Потом, когда раненый старший лейтенант покурил из Лениных рук (он был ранен в кисти и сам курить не мог), Лона под его диктовку стала писать письмо крупными, толстыми буквами.
«Моя дорогая Катюша, — писала Лена, — дорогая моя, я шлю тебе мой пламенный привет из самого сердца и желаю тебе помнить своего Николая, как он тебя помнит, как он помнит все твои родинки и всю твою фигуру, которая ему во сне снится,…»
— Дочке пишете? — спросила Лена.
— Почему дочке? — спросил лейтенант и, спохватившись, сказал: — Ну да, дочке, маленькая у меня дочка, вроде тебя, чуть побольше.
— Ленуша, утку, — окликнули от окна.
— И давно пора, — сказала Лена, — давно пора. Сейчас сестре скажу, что пошло у вас, а то с самой операции хоть бы что…
С уткой в одной руке и с пером в другой она вошла к сестре и сказала ей, что капитан Одинцов все сделал по-хорошему, сам попросил, а сейчас хочет есть.
Сестра посмотрела утку на свет и велела кормить Одинцова обедом.

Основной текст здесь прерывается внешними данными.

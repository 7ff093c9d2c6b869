//! ledlink — keep a UDP addressable-LED controller in sync with a locally
//! edited configuration.

pub mod color;
pub mod config;
pub mod connection;
pub mod controller;
pub mod device_config;
pub mod discovery;
pub mod error;
pub mod networks;
pub mod protocol;
pub mod sync;
pub mod transport;

pub use error::LedlinkError;
//! `pixel` subcommand — set a single pixel.

use super::{DeviceCommand, GlobalOpts, Result, Rgb, color};

pub(super) fn cmd_pixel(opts: &GlobalOpts, index: u16, color_arg: Option<&str>) -> Result<()> {
    let (ctrl, rgb) = match color_arg {
        Some(c) => {
            let rgb = color::parse_color(c)?;
            (super::controller(&super::settings(opts)), rgb)
        }
        // The solid color lives on the device; pull it first.
        None => {
            let ctrl = super::connected(opts)?;
            let rgb = Rgb::from(ctrl.config().solid_rgb());
            (ctrl, rgb)
        }
    };

    ctrl.send_immediate(DeviceCommand::Pixel {
        idx: index,
        r: rgb.r,
        g: rgb.g,
        b: rgb.b,
    })?;
    println!("Pixel {index} -> {}", color::format_color(rgb));
    Ok(())
}
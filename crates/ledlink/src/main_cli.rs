//! ledlink CLI — drive a UDP addressable-LED controller from the terminal.

use std::path::PathBuf;
use std::sync::atomic::{AtomicBool, Ordering};

use clap::Parser;

mod cli;

/// Shared shutdown flag, cleared by the Ctrl+C handler.
pub static RUNNING: AtomicBool = AtomicBool::new(true);

#[derive(Parser)]
#[command(
    name = "ledlink-cli",
    version,
    about = "Control and sync UDP addressable-LED controllers"
)]
struct Args {
    /// Output as JSON (for scan, get, wifi list, config)
    #[arg(long, global = true)]
    json: bool,

    /// Device address, overriding the one in the settings file
    #[arg(long, global = true, value_name = "ADDR")]
    peer: Option<String>,

    /// Settings file to use instead of the platform default
    #[arg(long, global = true, value_name = "PATH")]
    config: Option<PathBuf>,

    /// Show debug logging
    #[arg(short, long, global = true)]
    verbose: bool,

    #[command(subcommand)]
    command: cli::Command,
}

fn main() {
    let args = Args::parse();

    let level = if args.verbose { "debug" } else { "warn" };
    env_logger::Builder::from_env(env_logger::Env::default().default_filter_or(level))
        .format_timestamp(None)
        .format_target(false)
        .init();

    ctrlc::set_handler(move || {
        RUNNING.store(false, Ordering::SeqCst);
    })
    .ok();

    let opts = cli::GlobalOpts {
        json: args.json,
        peer: args.peer,
        config_path: args.config,
    };
    if let Err(e) = cli::run(args.command, &opts) {
        eprintln!("Error: {e}");
        std::process::exit(1);
    }
}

— Есть, обедом, — сказала Лена.
Вечер. Я стою в коридоре госпиталя, начальником которого работает военврач первого ранга товарищ Старчаков. Дверь в палату открыта. Лена с новенькой медалью поверх халата поет тонким, свежим, негромким голоском:
Пахнут медом,
Пахнут мятой
Золотые вечера,
Сели вечером ребята
У веселого костра…
Раненые тихо слушают. Лица у всех задумчивы и грустны. У многих есть дети, где-то далеко, такие же, может быть, девочки с челками.